“Beam It Out of Here, Scotty”

You'd never guess it from looking at my office or the guest room (it's really time to invite some overnight guests so I have some incentive to get the leftover Christmas wrap and other clutter out of there), but we've been getting rid of stuff. It's time for some end-of-year sorting and clearing out. Okay, make that end-of-years, plural, starting with, oh, about 1992.

We've found the occasional almost-forgotten treasure and a certain amount of just plain junk. Most of the stuff, though, falls into that troublesome category of things that are obsolete or unused, but that are still too good to throw out. We have no need for them whatsoever, but theoretically at least, we might—someday. Or someone might. We just don't know when, how, or why we might ever use them.

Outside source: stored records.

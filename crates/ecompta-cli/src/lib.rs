//! # ecompta-cli — Lifecycle Transitions from the Command Line
//!
//! Provides the `ecompta` command-line interface. Each subcommand reads one
//! JSON record snapshot, applies a single guarded transition through
//! [`ecompta_state::StatusGuard`] or the record's own methods, and writes the
//! snapshot back.
//!
//! ## Subcommands
//!
//! - `ecompta period` — close, lock, status.
//! - `ecompta exercise` — begin, totals, check, close, status.
//! - `ecompta consent` — withdraw, status.
//! - `ecompta webhook` — process, complete, fail, retry, status.
//! - `ecompta workflow` — start, complete, fail, cancel, timeout, status.
//!
//! ```bash
//! ecompta period close --file period-2024.json --actor 7
//! ecompta -v --config lifecycle.yaml webhook retry --file event.json
//! ```
//!
//! Handlers return the process exit code. Business rules live in
//! `ecompta-state`; nothing here decides whether a transition is legal.

pub mod consent;
pub mod exercise;
pub mod period;
pub mod webhook;
pub mod workflow;

use std::path::{Path, PathBuf};

use anyhow::{Context, Result};
use clap::Args;
use serde::de::DeserializeOwned;
use serde::Serialize;

use ecompta_core::Timestamp;
use ecompta_state::TransitionRecord;

/// Snapshot location and effective time shared by every mutating action.
#[derive(Args, Debug, Clone)]
pub struct RecordArgs {
    /// JSON snapshot of the record.
    #[arg(long)]
    pub file: PathBuf,

    /// Write the updated snapshot here instead of overwriting `--file`.
    #[arg(long)]
    pub out: Option<PathBuf>,

    /// Effective time of the transition (RFC 3339, UTC). Defaults to now.
    #[arg(long)]
    pub at: Option<Timestamp>,
}

impl RecordArgs {
    /// The instant stamped on the record.
    pub fn now(&self) -> Timestamp {
        self.at.unwrap_or_else(Timestamp::now)
    }

    /// Where the updated snapshot is written.
    pub fn output(&self) -> &Path {
        self.out.as_deref().unwrap_or(&self.file)
    }
}

/// Read a record snapshot.
pub fn load_record<T: DeserializeOwned>(path: &Path) -> Result<T> {
    let content = std::fs::read_to_string(path)
        .with_context(|| format!("failed to read record: {}", path.display()))?;
    serde_json::from_str(&content)
        .with_context(|| format!("failed to parse record: {}", path.display()))
}

/// Write a record snapshot as pretty-printed JSON.
pub fn save_record<T: Serialize>(record: &T, path: &Path) -> Result<()> {
    let mut json = serde_json::to_string_pretty(record)?;
    json.push('\n');
    std::fs::write(path, json)
        .with_context(|| format!("failed to write record: {}", path.display()))?;
    tracing::debug!(path = %path.display(), "record written");
    Ok(())
}

/// Print the transition log in the indented form used by every `status` action.
pub fn print_transitions(transitions: &[TransitionRecord]) {
    println!("  Transitions: {}", transitions.len());
    for (i, t) in transitions.iter().enumerate() {
        let mut line = format!("    [{i}] {} → {} at {}", t.from, t.to, t.at);
        if let Some(actor) = t.actor {
            line.push_str(&format!(" by {actor}"));
        }
        if let Some(reason) = &t.reason {
            line.push_str(&format!(" ({reason})"));
        }
        println!("{line}");
    }
}
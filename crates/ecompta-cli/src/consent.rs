//! # Consent Subcommand
//!
//! Consent withdrawal. Withdrawal always succeeds; repeating it refreshes
//! the withdrawal date and method.

use std::path::{Path, PathBuf};

use anyhow::Result;
use clap::{Args, Subcommand};

use ecompta_state::{ConsentMethod, ConsentRecord, LifecycleStatus, StatusGuard};

use crate::{load_record, print_transitions, save_record, RecordArgs};

/// Arguments for the `ecompta consent` subcommand.
#[derive(Args, Debug)]
pub struct ConsentArgs {
    #[command(subcommand)]
    pub command: ConsentCommand,
}

/// Consent subcommands.
#[derive(Subcommand, Debug)]
pub enum ConsentCommand {
    /// Withdraw a consent (→ WITHDRAWN).
    Withdraw {
        #[command(flatten)]
        record: RecordArgs,
        /// How the withdrawal was requested (web-form, email, paper, verbal, api).
        #[arg(long)]
        method: ConsentMethod,
        /// Client address of the request.
        #[arg(long)]
        ip: Option<String>,
    },

    /// Show current consent state.
    Status {
        /// JSON snapshot of the consent record.
        #[arg(long)]
        file: PathBuf,
    },
}

/// Execute the consent subcommand.
pub fn run_consent(args: &ConsentArgs, guard: &StatusGuard) -> Result<u8> {
    match &args.command {
        ConsentCommand::Withdraw { record, method, ip } => {
            let mut consent: ConsentRecord = load_record(&record.file)?;
            guard.withdraw(&mut consent, *method, ip.clone(), record.now());
            save_record(&consent, record.output())?;
            println!("OK: consent of {} withdrawn", consent.email);
            Ok(0)
        }

        ConsentCommand::Status { file } => cmd_status(file),
    }
}

fn cmd_status(file: &Path) -> Result<u8> {
    let consent: ConsentRecord = load_record(file)?;

    println!("Consent: {} ({})", consent.email, consent.company_id);
    println!("  Type: {:?}", consent.consent_type);
    println!("  State: {}", consent.state.name());
    println!("  Active: {}", consent.is_active());
    println!("  Given: {}", consent.consent_given());
    if let Some(date) = consent.consent_date() {
        println!("  Consent date: {date}");
    }
    if let Some(date) = consent.withdrawal_date() {
        println!("  Withdrawal date: {date}");
    }
    println!("  Updated: {}", consent.updated_at);
    print_transitions(&consent.transitions);

    Ok(0)
}

#[cfg(test)]
mod tests {
    use super::*;
    use ecompta_core::{CompanyId, Timestamp};
    use ecompta_state::ConsentType;

    fn ts(s: &str) -> Timestamp {
        Timestamp::parse(s).unwrap()
    }

    #[test]
    fn consent_withdraw_twice_overwrites_date() {
        let dir = tempfile::tempdir().unwrap();
        let path = dir.path().join("consent.json");
        let consent = ConsentRecord::record(
            CompanyId(2),
            "a.diallo@example.sn",
            ConsentType::Marketing,
            true,
            ConsentMethod::WebForm,
            Some("10.0.0.1".to_string()),
            ts("2024-01-01T00:00:00Z"),
        );
        save_record(&consent, &path).unwrap();
        let guard = StatusGuard::default();

        for at in ["2024-03-01T00:00:00Z", "2024-03-02T00:00:00Z"] {
            let args = ConsentArgs {
                command: ConsentCommand::Withdraw {
                    record: RecordArgs {
                        file: path.clone(),
                        out: None,
                        at: Some(ts(at)),
                    },
                    method: ConsentMethod::Email,
                    ip: None,
                },
            };
            assert_eq!(run_consent(&args, &guard).unwrap(), 0);
        }

        let consent: ConsentRecord = load_record(&path).unwrap();
        assert!(!consent.is_active());
        assert!(!consent.consent_given());
        assert_eq!(consent.withdrawal_date(), Some(ts("2024-03-02T00:00:00Z")));
    }

    #[test]
    fn consent_status_on_missing_file_fails() {
        let dir = tempfile::tempdir().unwrap();
        let args = ConsentArgs {
            command: ConsentCommand::Status {
                file: dir.path().join("nope.json"),
            },
        };
        assert!(run_consent(&args, &StatusGuard::default()).is_err());
    }
}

Of course, that theoretical potential is exactly why they've been sitting around all this time gathering dust.

Why doesn't somebody hurry up and invent a recycling/transmogrifying machine? It would operate somewhat like the transporters from Star Trek. The machine would disassemble something down to its very atoms, but instead of putting it back together the way it was, it would reassemble those atoms into something new.

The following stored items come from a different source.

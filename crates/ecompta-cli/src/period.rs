//! # Period Subcommand
//!
//! Financial period closing and locking.
//!
//! - `close` — OPEN → CLOSED.
//! - `lock` — OPEN or CLOSED → LOCKED, with a mandatory reason.
//! - `status` — Show the current state and transition log.

use std::path::{Path, PathBuf};

use anyhow::Result;
use clap::{Args, Subcommand};

use ecompta_core::UserId;
use ecompta_state::{FinancialPeriod, LifecycleStatus, PeriodStatus, StatusGuard};

use crate::{load_record, print_transitions, save_record, RecordArgs};

/// Arguments for the `ecompta period` subcommand.
#[derive(Args, Debug)]
pub struct PeriodArgs {
    #[command(subcommand)]
    pub command: PeriodCommand,
}

/// Period subcommands.
#[derive(Subcommand, Debug)]
pub enum PeriodCommand {
    /// Close an open period (OPEN → CLOSED).
    Close {
        #[command(flatten)]
        record: RecordArgs,
        /// User closing the period.
        #[arg(long)]
        actor: u64,
    },

    /// Lock a period against any further change (→ LOCKED).
    Lock {
        #[command(flatten)]
        record: RecordArgs,
        /// User locking the period.
        #[arg(long)]
        actor: u64,
        /// Why the period is locked.
        #[arg(long)]
        reason: String,
    },

    /// Show current period state.
    Status {
        /// JSON snapshot of the period.
        #[arg(long)]
        file: PathBuf,
    },
}

/// Execute the period subcommand.
pub fn run_period(args: &PeriodArgs, guard: &StatusGuard) -> Result<u8> {
    match &args.command {
        PeriodCommand::Close { record, actor } => {
            let mut period: FinancialPeriod = load_record(&record.file)?;
            guard.close_period(&mut period, UserId(*actor), record.now())?;
            save_record(&period, record.output())?;
            println!("OK: period {} closed", period.name);
            Ok(0)
        }

        PeriodCommand::Lock {
            record,
            actor,
            reason,
        } => {
            let mut period: FinancialPeriod = load_record(&record.file)?;
            period.lock(UserId(*actor), reason.as_str(), record.now())?;
            save_record(&period, record.output())?;
            println!("OK: period {} locked", period.name);
            Ok(0)
        }

        PeriodCommand::Status { file } => cmd_status(file, guard),
    }
}

fn cmd_status(file: &Path, guard: &StatusGuard) -> Result<u8> {
    let period: FinancialPeriod = load_record(file)?;

    println!("Period: {} ({})", period.name, period.company_id);
    println!("  State: {}", period.state);
    println!("  Range: {} .. {}", period.start_date, period.end_date);
    println!("  Standard: {} ({})", period.accounting_standard, period.country_code);
    println!("  Current: {}", period.is_current);
    println!("  Can close: {}", guard.can_close(&period));
    if let PeriodStatus::Locked {
        locked_at,
        locked_by,
        reason,
        ..
    } = &period.state
    {
        println!("  Locked: {locked_at} by {locked_by} ({reason})");
    }
    if let Some(closed_at) = period.closed_at() {
        println!("  Closed: {closed_at}");
    }
    println!("  Terminal: {}", period.state.is_terminal());
    println!("  Updated: {}", period.updated_at);
    print_transitions(&period.transitions);

    Ok(0)
}

#[cfg(test)]
mod tests {
    use super::*;
    use chrono::NaiveDate;
    use ecompta_core::{CompanyId, CountryCode, Timestamp};

    fn ts(s: &str) -> Timestamp {
        Timestamp::parse(s).unwrap()
    }

    fn write_period(dir: &Path) -> PathBuf {
        let period = FinancialPeriod::open(
            CompanyId(3),
            "Exercice 2024",
            NaiveDate::from_ymd_opt(2024, 1, 1).unwrap(),
            NaiveDate::from_ymd_opt(2024, 12, 31).unwrap(),
            CountryCode::new("SN").unwrap(),
            "SYSCOHADA",
            ts("2024-01-01T00:00:00Z"),
        )
        .unwrap();
        let path = dir.join("period.json");
        save_record(&period, &path).unwrap();
        path
    }

    fn record(file: &Path, at: &str) -> RecordArgs {
        RecordArgs {
            file: file.to_path_buf(),
            out: None,
            at: Some(ts(at)),
        }
    }

    #[test]
    fn period_close_writes_closed_state() {
        let dir = tempfile::tempdir().unwrap();
        let path = write_period(dir.path());
        let args = PeriodArgs {
            command: PeriodCommand::Close {
                record: record(&path, "2025-01-10T09:00:00Z"),
                actor: 7,
            },
        };
        assert_eq!(run_period(&args, &StatusGuard::default()).unwrap(), 0);

        let period: FinancialPeriod = load_record(&path).unwrap();
        assert!(period.is_closed());
        assert_eq!(period.closed_at(), Some(ts("2025-01-10T09:00:00Z")));
        assert_eq!(period.updated_at, ts("2025-01-10T09:00:00Z"));
    }

    #[test]
    fn period_close_twice_fails_and_keeps_file() {
        let dir = tempfile::tempdir().unwrap();
        let path = write_period(dir.path());
        let guard = StatusGuard::default();
        let close = PeriodArgs {
            command: PeriodCommand::Close {
                record: record(&path, "2025-01-10T09:00:00Z"),
                actor: 7,
            },
        };
        run_period(&close, &guard).unwrap();
        let before = std::fs::read_to_string(&path).unwrap();

        let again = PeriodArgs {
            command: PeriodCommand::Close {
                record: record(&path, "2025-01-11T09:00:00Z"),
                actor: 7,
            },
        };
        let err = run_period(&again, &guard).unwrap_err();
        assert!(err.to_string().contains("CLOSED"));
        assert_eq!(std::fs::read_to_string(&path).unwrap(), before);
    }

    #[test]
    fn period_lock_to_separate_output() {
        let dir = tempfile::tempdir().unwrap();
        let path = write_period(dir.path());
        let out = dir.path().join("locked.json");
        let args = PeriodArgs {
            command: PeriodCommand::Lock {
                record: RecordArgs {
                    out: Some(out.clone()),
                    ..record(&path, "2025-02-01T00:00:00Z")
                },
                actor: 1,
                reason: "tax audit".to_string(),
            },
        };
        run_period(&args, &StatusGuard::default()).unwrap();

        let original: FinancialPeriod = load_record(&path).unwrap();
        let locked: FinancialPeriod = load_record(&out).unwrap();
        assert!(!original.is_locked());
        assert!(locked.is_locked());
    }

    #[test]
    fn period_lock_requires_reason() {
        let dir = tempfile::tempdir().unwrap();
        let path = write_period(dir.path());
        let args = PeriodArgs {
            command: PeriodCommand::Lock {
                record: record(&path, "2025-02-01T00:00:00Z"),
                actor: 1,
                reason: "  ".to_string(),
            },
        };
        assert!(run_period(&args, &StatusGuard::default()).is_err());
    }

    #[test]
    fn period_status_reads_snapshot() {
        let dir = tempfile::tempdir().unwrap();
        let path = write_period(dir.path());
        let args = PeriodArgs {
            command: PeriodCommand::Status { file: path },
        };
        assert_eq!(run_period(&args, &StatusGuard::default()).unwrap(), 0);
    }
}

You'd put your old stuff—an IBM Selectric typewriter from 1979, say—into the machine, program the right settings, and press "start." After some whirring and beeping and a few flashing lights, out the other end would come a new laptop, a couple of e-readers, and a set of stainless steel tableware for eight. Oh, and that nine-sixteenths wrench that's missing from the socket set.

Just think of the possibilities. Outgrown jeans and old tee-shirts could be transformed into this year's fashion, or maybe a new pair of Carhartts coveralls. An old bicycle could become a new skateboard. Unwanted Christmas gifts could be transformed into just the thing you'd have bought for yourself. The lighted plastic "pig driveway markers" I got in a white elephant exchange could become a new pair of dress shoes that didn't pinch my toes. Fruitcake or gingersnaps could be transformed into dark chocolate.

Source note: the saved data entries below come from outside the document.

//! # Workflow Subcommand
//!
//! Workflow execution status changes. `timeout` applies the run-time limit
//! from `workflow.timeout_secs` and leaves the snapshot untouched when the
//! limit has not been reached.

use std::path::{Path, PathBuf};

use anyhow::Result;
use clap::{Args, Subcommand};

use ecompta_state::{LifecycleStatus, StatusGuard, WorkflowExecution, WorkflowStatus};

use crate::{load_record, print_transitions, save_record, RecordArgs};

/// Arguments for the `ecompta workflow` subcommand.
#[derive(Args, Debug)]
pub struct WorkflowArgs {
    #[command(subcommand)]
    pub command: WorkflowCommand,
}

/// Workflow subcommands.
#[derive(Subcommand, Debug)]
pub enum WorkflowCommand {
    /// Start a pending execution (PENDING → RUNNING).
    Start {
        #[command(flatten)]
        record: RecordArgs,
    },

    /// Mark a running execution as completed.
    Complete {
        #[command(flatten)]
        record: RecordArgs,
    },

    /// Mark a running execution as failed.
    Fail {
        #[command(flatten)]
        record: RecordArgs,
        /// Error message.
        #[arg(long)]
        error: String,
    },

    /// Cancel a pending or running execution.
    Cancel {
        #[command(flatten)]
        record: RecordArgs,
        /// Why the execution was cancelled.
        #[arg(long)]
        reason: String,
    },

    /// Time out a running execution past the configured limit.
    Timeout {
        #[command(flatten)]
        record: RecordArgs,
    },

    /// Show current execution state.
    Status {
        /// JSON snapshot of the execution.
        #[arg(long)]
        file: PathBuf,
    },
}

/// Execute the workflow subcommand.
pub fn run_workflow(args: &WorkflowArgs, guard: &StatusGuard) -> Result<u8> {
    let (record, execution) = match &args.command {
        WorkflowCommand::Status { file } => return cmd_status(file),
        WorkflowCommand::Timeout { record } => {
            let mut execution: WorkflowExecution = load_record(&record.file)?;
            if !guard.enforce_timeout(&mut execution, record.now()) {
                println!("execution {} within limit ({})", execution.id, execution.state.name());
                return Ok(0);
            }
            (record, execution)
        }
        WorkflowCommand::Start { record } => {
            let mut execution: WorkflowExecution = load_record(&record.file)?;
            execution.start(record.now())?;
            (record, execution)
        }
        WorkflowCommand::Complete { record } => {
            let mut execution: WorkflowExecution = load_record(&record.file)?;
            execution.complete(record.now())?;
            (record, execution)
        }
        WorkflowCommand::Fail { record, error } => {
            let mut execution: WorkflowExecution = load_record(&record.file)?;
            execution.fail(error.as_str(), record.now())?;
            (record, execution)
        }
        WorkflowCommand::Cancel { record, reason } => {
            let mut execution: WorkflowExecution = load_record(&record.file)?;
            execution.cancel(reason.as_str(), record.now())?;
            (record, execution)
        }
    };

    save_record(&execution, record.output())?;
    println!(
        "OK: execution {} of {} is {}",
        execution.id,
        execution.workflow_name,
        execution.state.name()
    );
    Ok(0)
}

fn cmd_status(file: &Path) -> Result<u8> {
    let execution: WorkflowExecution = load_record(file)?;

    println!("Execution: {} ({})", execution.id, execution.company_id);
    println!("  Workflow: {}", execution.workflow_name);
    println!("  State: {}", execution.state.name());
    if let Some(user) = execution.triggered_by {
        println!("  Triggered by: {user}");
    }
    if let Some(started) = execution.started_at() {
        println!("  Started: {started}");
    }
    if let Some(finished) = execution.finished_at() {
        println!("  Finished: {finished}");
    }
    if let Some(duration) = execution.duration() {
        println!("  Duration: {}s", duration.num_seconds());
    }
    match &execution.state {
        WorkflowStatus::Failed { error, .. } => println!("  Error: {error}"),
        WorkflowStatus::Cancelled { reason, .. } => println!("  Reason: {reason}"),
        _ => {}
    }
    println!("  Updated: {}", execution.updated_at);
    print_transitions(&execution.transitions);

    Ok(0)
}

#[cfg(test)]
mod tests {
    use super::*;
    use chrono::Duration;
    use ecompta_core::{CompanyId, Timestamp};
    use ecompta_state::RetryPolicy;

    fn ts(s: &str) -> Timestamp {
        Timestamp::parse(s).unwrap()
    }

    fn write_execution(dir: &Path) -> PathBuf {
        let execution = WorkflowExecution::new("monthly_close", CompanyId(4), ts("2024-06-30T23:00:00Z"));
        let path = dir.join("execution.json");
        save_record(&execution, &path).unwrap();
        path
    }

    fn record(file: &Path, at: &str) -> RecordArgs {
        RecordArgs {
            file: file.to_path_buf(),
            out: None,
            at: Some(ts(at)),
        }
    }

    fn run(command: WorkflowCommand, guard: &StatusGuard) -> Result<u8> {
        run_workflow(&WorkflowArgs { command }, guard)
    }

    #[test]
    fn workflow_start_and_complete() {
        let dir = tempfile::tempdir().unwrap();
        let path = write_execution(dir.path());
        let guard = StatusGuard::default();

        run(WorkflowCommand::Start { record: record(&path, "2024-07-01T00:00:00Z") }, &guard).unwrap();
        run(WorkflowCommand::Complete { record: record(&path, "2024-07-01T00:05:00Z") }, &guard).unwrap();

        let execution: WorkflowExecution = load_record(&path).unwrap();
        assert_eq!(execution.state.name(), "COMPLETED");
        assert_eq!(execution.duration(), Some(Duration::minutes(5)));
    }

    #[test]
    fn workflow_complete_without_start_rejected() {
        let dir = tempfile::tempdir().unwrap();
        let path = write_execution(dir.path());
        let err = run(
            WorkflowCommand::Complete { record: record(&path, "2024-07-01T00:05:00Z") },
            &StatusGuard::default(),
        )
        .unwrap_err();
        assert!(err.to_string().contains("PENDING"));
    }

    #[test]
    fn workflow_timeout_uses_configured_limit() {
        let dir = tempfile::tempdir().unwrap();
        let path = write_execution(dir.path());
        let guard = StatusGuard::new(RetryPolicy::default(), Duration::minutes(10));

        run(WorkflowCommand::Start { record: record(&path, "2024-07-01T00:00:00Z") }, &guard).unwrap();

        run(WorkflowCommand::Timeout { record: record(&path, "2024-07-01T00:09:00Z") }, &guard).unwrap();
        let execution: WorkflowExecution = load_record(&path).unwrap();
        assert_eq!(execution.state.name(), "RUNNING");

        run(WorkflowCommand::Timeout { record: record(&path, "2024-07-01T00:11:00Z") }, &guard).unwrap();
        let execution: WorkflowExecution = load_record(&path).unwrap();
        assert_eq!(execution.state.name(), "TIMEOUT");
    }

    #[test]
    fn workflow_cancel_then_fail_rejected() {
        let dir = tempfile::tempdir().unwrap();
        let path = write_execution(dir.path());
        let guard = StatusGuard::default();

        run(
            WorkflowCommand::Cancel {
                record: record(&path, "2024-07-01T00:00:00Z"),
                reason: "superseded".to_string(),
            },
            &guard,
        )
        .unwrap();
        assert!(run(
            WorkflowCommand::Fail {
                record: record(&path, "2024-07-01T00:01:00Z"),
                error: "late".to_string(),
            },
            &guard,
        )
        .is_err());
    }
}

Now, that would be regifting.

Of course, there are still a few technical details to iron out before such a machine could ever be perfected. And if it were ever to be made workable on a practical scale, it would completely disrupt the world's economic systems. We certainly wouldn't want to do that, given how perfectly everything seems to be working right now.

So it may be a while before the "Atomic Recyler" is on the market. In the meantime, does anyone out there want a perfectly good Selectric typewriter?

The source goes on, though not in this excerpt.